The Canton of Bern school system provides one year of non-obligatory Kindergarten, followed by six years of Primary school. This is followed by three years of obligatory lower Secondary school where the students are separated according to ability and aptitude. Following the lower Secondary students may attend additional schooling or they may enter an apprenticeship.

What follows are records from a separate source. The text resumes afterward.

use super::*;
use std::io::Write;

fn vars(pairs: &[(&str, &str)]) -> Vec<(String, String)> {
    pairs
        .iter()
        .map(|(k, v)| (k.to_string(), v.to_string()))
        .collect()
}

#[test]
fn test_defaults_with_only_private_key() {
    let config = NotifierConfig::load_from(vars(&[("JWT_PRIVATE_KEY", "a2V5")])).unwrap();

    assert_eq!(config.application_name, "event_api");
    assert_eq!(config.jwt.algorithm, "RS256");
    assert_eq!(config.jwt.private_key, "a2V5");
    assert_eq!(
        config.broker.credentials(),
        BrokerCredentials::Params {
            host: "localhost".to_string(),
            port: 5672,
            username: "guest".to_string(),
            password: "guest".to_string(),
        }
    );
}

#[test]
fn test_missing_private_key_fails_fast() {
    let result = NotifierConfig::load_from(vars(&[("APPLICATION_NAME", "svc")]));
    assert!(matches!(result, Err(ConfigError::Missing("jwt.private_key"))));
}

#[test]
fn test_flat_env_vars_override_defaults() {
    let config = NotifierConfig::load_from(vars(&[
        ("APPLICATION_NAME", "peatio"),
        ("JWT_PRIVATE_KEY", "a2V5"),
        ("EVENT_API_JWT_ALGORITHM", "ES256"),
        ("EVENT_API_RABBITMQ_HOST", "rabbit.internal"),
        ("EVENT_API_RABBITMQ_PORT", "5673"),
        ("EVENT_API_RABBITMQ_USERNAME", "producer"),
        ("EVENT_API_RABBITMQ_PASSWORD", "s3cret"),
    ]))
    .unwrap();

    assert_eq!(config.application_name, "peatio");
    assert_eq!(config.jwt.algorithm, "ES256");
    assert_eq!(
        config.broker.credentials(),
        BrokerCredentials::Params {
            host: "rabbit.internal".to_string(),
            port: 5673,
            username: "producer".to_string(),
            password: "s3cret".to_string(),
        }
    );
}

#[test]
fn test_url_takes_precedence_over_params() {
    let config = NotifierConfig::load_from(vars(&[
        ("JWT_PRIVATE_KEY", "a2V5"),
        ("EVENT_API_RABBITMQ_URL", "amqp://u:p@broker:5672/%2f"),
        ("EVENT_API_RABBITMQ_HOST", "ignored"),
    ]))
    .unwrap();

    assert_eq!(
        config.broker.credentials(),
        BrokerCredentials::Url("amqp://u:p@broker:5672/%2f".to_string())
    );
}

#[test]
fn test_empty_url_falls_back_to_params() {
    let config = NotifierConfig::load_from(vars(&[
        ("JWT_PRIVATE_KEY", "a2V5"),
        ("EVENT_API_RABBITMQ_URL", ""),
    ]))
    .unwrap();

    assert!(matches!(
        config.broker.credentials(),
        BrokerCredentials::Params { .. }
    ));
}

#[test]
fn test_structured_env_vars() {
    let config = NotifierConfig::load_from(vars(&[
        ("EVENT_API__APPLICATION_NAME", "ledger"),
        ("EVENT_API__JWT__PRIVATE_KEY", "a2V5"),
        ("EVENT_API__BROKER__HOST", "mq"),
    ]))
    .unwrap();

    assert_eq!(config.application_name, "ledger");
    assert!(matches!(
        config.broker.credentials(),
        BrokerCredentials::Params { ref host, .. } if host == "mq"
    ));
}

#[test]
fn test_flat_env_vars_win_over_structured() {
    let config = NotifierConfig::load_from(vars(&[
        ("EVENT_API__APPLICATION_NAME", "structured"),
        ("APPLICATION_NAME", "flat"),
        ("JWT_PRIVATE_KEY", "a2V5"),
    ]))
    .unwrap();

    assert_eq!(config.application_name, "flat");
}

#[test]
fn test_yaml_file_source() {
    let mut file = tempfile::Builder::new().suffix(".yaml").tempfile().unwrap();
    writeln!(
        file,
        "application_name: from_file\njwt:\n  algorithm: ES384\n  private_key: a2V5\nbroker:\n  url: amqp://file-broker"
    )
    .unwrap();
    let path = file.path().to_string_lossy().to_string();

    let config = NotifierConfig::load_from(vars(&[(CONFIG_ENV_VAR, &path)])).unwrap();

    assert_eq!(config.application_name, "from_file");
    assert_eq!(config.jwt.algorithm, "ES384");
    assert_eq!(
        config.broker.credentials(),
        BrokerCredentials::Url("amqp://file-broker".to_string())
    );
}

#[test]
fn test_debug_redacts_secrets() {
    let config = NotifierConfig {
        jwt: JwtConfig {
            algorithm: "RS256".to_string(),
            private_key: "super-secret-key".to_string(),
        },
        broker: BrokerConfig {
            password: "hunter2".to_string(),
            ..Default::default()
        },
        ..Default::default()
    };

    let rendered = format!("{:?}", config);
    assert!(!rendered.contains("super-secret-key"));
    assert!(!rendered.contains("hunter2"));
    assert!(rendered.contains("<redacted>"));
}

During the 2010-11 school year, there were a total of 588 students attending classes in Wichtrach. There were 4 kindergarten classes with a total of 78 students in the municipality. Of the kindergarten students, 6.4% were permanent or temporary residents of Switzerland (not citizens) and 9.0% have a different mother language than the classroom language. The municipality had 13 primary classes and 258 students. Of the primary students, 6.2% were permanent or temporary residents of Switzerland (not citizens) and 7.4% have a different mother language than the classroom language. During the same year, there were 12 lower secondary classes with a total of 252 students. There were 3.2% who were permanent or temporary residents of Switzerland (not citizens) and 4.0% have a different mother language than the classroom language.